> Problem statement: Copy all lines below containing "environment".

===== Exercise material

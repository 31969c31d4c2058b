//! Configuration system for mutapath.
//!
//! Paths built without explicit format flags take them from a
//! [`PathDefaults`] value. The defaults come from (highest precedence first):
//!
//! 1. Explicit arguments (`PathFormat::resolve`, `ImmutablePath::with_format`)
//! 2. Defaults installed on the current thread (`PathDefaults::install`)
//! 3. Values loaded by [`ConfigLoader`]: `MUTAPATH_*` environment variables
//!    over the nearest `mutapath.yaml`
//! 4. Built-in defaults
//!
//! Installed defaults are thread-local; each thread starts from the built-in
//! defaults.
//!
//! # Examples
//!
//! ```
//! use mutapath::config::PathDefaults;
//! use mutapath::ImmutablePath;
//!
//! PathDefaults::update(|d| d.posix = true);
//! assert!(ImmutablePath::new("/A/B").posix_enabled());
//!
//! PathDefaults::reset();
//! assert!(!ImmutablePath::new("/A/B").posix_enabled());
//! ```

pub mod environment;
pub mod loader;
pub mod schema;

pub use environment::EnvironmentConfig;
pub use loader::{ConfigLoader, CONFIG_FILE_NAME};
pub use schema::{PathDefaults, PathFormat, DEFAULT_LOCK_TIMEOUT_MS};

==========

> Answer to this exercise:
//! 3. Values loaded by [`ConfigLoader`]: `MUTAPATH_*` environment variables
pub mod environment;
pub use environment::EnvironmentConfig;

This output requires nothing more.